Sunday, December 19, 2021

Are you dying to go to Italy?

“Per me si va nella città dolente, per me si va nell'etterno dolore, per me si va tra la perduta gente.” - Il canto terzo dell'Inferno di Dante Alighieri *

On March 8, 2020, when we were just entering the tunnel of Covid19, I wrote a post and posed the question, “Should you go to Italy right now?  Now, 642 days later, as we end 2021, I am posing it again. But this time, with the benefit of the last 642 days’ worth of history, I’m looking at it differently than I did then. Of course, one could say that about almost anything in the last 21 months.

I’ve lost two winemaker friends in Italy, with countless other friends having contracted the virus, in Italy and America and around the world. I’ve lost a handful of friends here in America along with a relative. As well, a handful of my relatives have gotten the virus, some worse than others, requiring hospitalization and long recovery times. So, it has not been a hoax or a conspiracy to me. It has been real, and at times, very painful.

So, why am I asking if we should go to Italy? Well, for one, I’ve seen scores of pictures and posts from friends and acquaintances who have gone overseas. And every time I see one, I ask myself the question, “Would I go to Italy now?” But I also ask myself why I would want to go to Italy. Do I need to go to Italy?

It has been almost three years since I last went. I had gotten used to going to Italy several times a year. Since my first trip in 1971 I am embarrassed at how many times I’ve already been. So, what is it that I have missed? Am I needed there? I am posing the big WHY? to myself. And right now, I really cannot find a reason for me to go, except to possibly exercise a kind of egotistic indulgence. There really is no reason for my presence in Italy, which might possibly cause more stress on a healthcare system that is already being pushed to its limits.


Oh, I need to go. I miss it. I miss traveling. I am tired of looking at these four walls, this home town. The same people. This same droll existence I’ve been living for the past two years. I’m bored out of my mind. I need to go there for work.
I am needed there.
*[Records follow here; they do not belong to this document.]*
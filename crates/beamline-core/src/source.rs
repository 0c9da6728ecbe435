//! Coherent light sources.

use beamline_field::{emit, BeamMode, BeamSpec, Wavefront};
use beamline_geometry::{Point3, Ray, Vec3};

/// A coherent source: a position, an emission direction, and a beam
/// specification describing the canonical emission state.
///
/// Emission is generated on demand, so the field's reference ray always
/// matches the current position and orientation.
#[derive(Debug, Clone)]
pub struct Source {
    position: Point3,
    orientation: Vec3,
    beam: BeamSpec,
}

impl Source {
    pub fn new(position: Point3, orientation: Vec3) -> Self {
        Self {
            position,
            orientation: orientation.normalize(),
            beam: BeamSpec::default(),
        }
    }

    pub fn with_beam(position: Point3, orientation: Vec3, beam: BeamSpec) -> Self {
        Self {
            position,
            orientation: orientation.normalize(),
            beam,
        }
    }

    pub fn position(&self) -> Point3 {
        self.position
    }

    pub fn set_position(&mut self, position: Point3) {
        self.position = position;
    }

    pub fn orientation(&self) -> Vec3 {
        self.orientation
    }

    pub fn set_orientation(&mut self, orientation: Vec3) {
        self.orientation = orientation.normalize();
    }

    pub fn beam(&self) -> &BeamSpec {
        &self.beam
    }

    pub fn mode(&self) -> BeamMode {
        self.beam.mode
    }

    pub fn set_mode(&mut self, mode: BeamMode) {
        self.beam.mode = mode;
    }

    pub fn wavelength(&self) -> f64 {
        self.beam.wavelength
    }

    pub fn set_wavelength(&mut self, wavelength: f64) {
        self.beam.wavelength = wavelength;
    }

    pub fn waist(&self) -> f64 {
        self.beam.waist
    }

    pub fn set_waist(&mut self, waist: f64) {
        self.beam.waist = waist;
    }

    pub fn psi(&self) -> f64 {
        self.beam.psi
    }

    pub fn set_psi(&mut self, psi: f64) {
        self.beam.psi = psi;
    }

    pub fn delta(&self) -> f64 {
        self.beam.delta
    }

    pub fn set_delta(&mut self, delta: f64) {
        self.beam.delta = delta;
    }

    pub fn samples(&self) -> usize {
        self.beam.samples
    }

    pub fn set_samples(&mut self, samples: usize) {
        self.beam.samples = samples;
    }

    pub fn extent(&self) -> f64 {
        self.beam.extent
    }

    pub fn set_extent(&mut self, extent: f64) {
        self.beam.extent = extent;
    }

    /// The launch ray for path discovery.
    pub fn launch_ray(&self) -> Ray {
        Ray::new(self.position, self.orientation)
    }

    /// A freshly excited wavefront in the canonical emission state.
    pub fn emit(&self) -> Wavefront {
        emit(&self.beam, self.launch_ray())
    }
}
//! Request dispatch.
//!
//! Decoded requests are matched exhaustively here and handed to a
//! [`RequestHandler`]. Handlers never perform I/O; they describe what should
//! happen as [`Action`]s which the transport carries out.

use chordcast_core::message::{
    CensusRequest, LookupByTopicsRequest, RegisterRequest, Request, Response,
};
use chordcast_core::topology::RingNode;

use crate::correlator::{Handle, Origin, OriginId};

/// Where a request came from and how far it has travelled.
#[derive(Debug, Clone, Copy, PartialEq, Eq)]
pub struct RequestContext {
    pub origin: OriginId,
    pub request_id: u64,
    pub hops: u8,
    /// Sent by another ring node on behalf of a registrant.
    pub forwarded: bool,
}

impl RequestContext {
    /// A request straight from a registrant.
    pub fn client(origin: OriginId, request_id: u64) -> Self {
        Self {
            origin,
            request_id,
            hops: 0,
            forwarded: false,
        }
    }

    pub fn reply_to(&self) -> Origin {
        Origin {
            conn: self.origin,
            request_id: self.request_id,
            hops: self.hops,
        }
    }
}

/// Side effects requested by a node.
#[derive(Debug, Clone, PartialEq, Eq)]
pub enum Action {
    /// Answer a request on the connection it arrived on.
    Reply {
        origin: OriginId,
        request_id: u64,
        hops: u8,
        response: Response,
    },
    /// Send a sub-request to another ring node. Its reply or failure must be
    /// fed back with `handle`.
    Forward {
        peer: RingNode,
        handle: Handle,
        hops: u8,
        request: Request,
    },
}

impl Action {
    pub fn reply(to: Origin, response: Response) -> Self {
        Action::Reply {
            origin: to.conn,
            request_id: to.request_id,
            hops: to.hops,
            response,
        }
    }
}

/// One method per request kind.
pub trait RequestHandler {
    fn on_register(&mut self, ctx: &RequestContext, req: RegisterRequest, out: &mut Vec<Action>);

    fn on_is_ready(&mut self, ctx: &RequestContext, out: &mut Vec<Action>);

    fn on_lookup_by_topics(
        &mut self,
        ctx: &RequestContext,
        req: LookupByTopicsRequest,
        out: &mut Vec<Action>,
    );

    fn on_lookup_all(&mut self, ctx: &RequestContext, out: &mut Vec<Action>);

    fn on_census(&mut self, ctx: &RequestContext, req: CensusRequest, out: &mut Vec<Action>);
}

pub fn dispatch<H: RequestHandler + ?Sized>(
    handler: &mut H,
    ctx: &RequestContext,
    request: Request,
    out: &mut Vec<Action>,
) {
    match request {
        Request::Register(req) => handler.on_register(ctx, req, out),
        Request::IsReady => handler.on_is_ready(ctx, out),
        Request::LookupByTopics(req) => handler.on_lookup_by_topics(ctx, req, out),
        Request::LookupAllPublishers => handler.on_lookup_all(ctx, out),
        Request::Census(req) => handler.on_census(ctx, req, out),
    }
}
I want out of this Purgatory that Covid19 has made for me!

*Through me the way into the grieving city

  Through me the way into eternal sorrow

  Through me the way among the lost people.

 

How appropriate Dante is in these times.

Look, it’s just as risky, if you will, to walk around Dallas or Chicago, San Francisco or New York, as it is in Florence or Rome or Naples or Palermo. It might even be more precarious here in America, where some say we are on the verge of a civil war.


Why do I say it like that? I will have Dante answer, if you will allow me:

“Noi siam venuti al loco ov' i'  t'ho detto che tu vedrai le genti dolorose c'hanno perduto il ben de l'intelletto.”

[We have come to the place where I told you you will see the grieving peoples who have lost the good of the intellect.] 

So, if I think I have to go to Italy because I am needed, if there is any lesson not lost on me in the past 21 months, it is this: There is nothing I must do, or see, or be, in Italy, right at the moment, until the world collectively heals from this pandemic. I do not need to have a glass of wine in a wine bar in Verona or Alba. I don’t need to go to the 1- or 2-star Michelin restaurant in Sorrento or Lecce. I can wait to go back to Rome and see my favorite places and people and eat all the things I haven’t eaten in the last three years. I will get over my constant need to be somewhere else, to populate my Instagram feed with epic pictures of wine and food extravaganzas in Panzano and Modena. I will get over myself. I am not needed in Italy, and will probably not ever be needed.

 

How about you? Are you dying to go to Italy?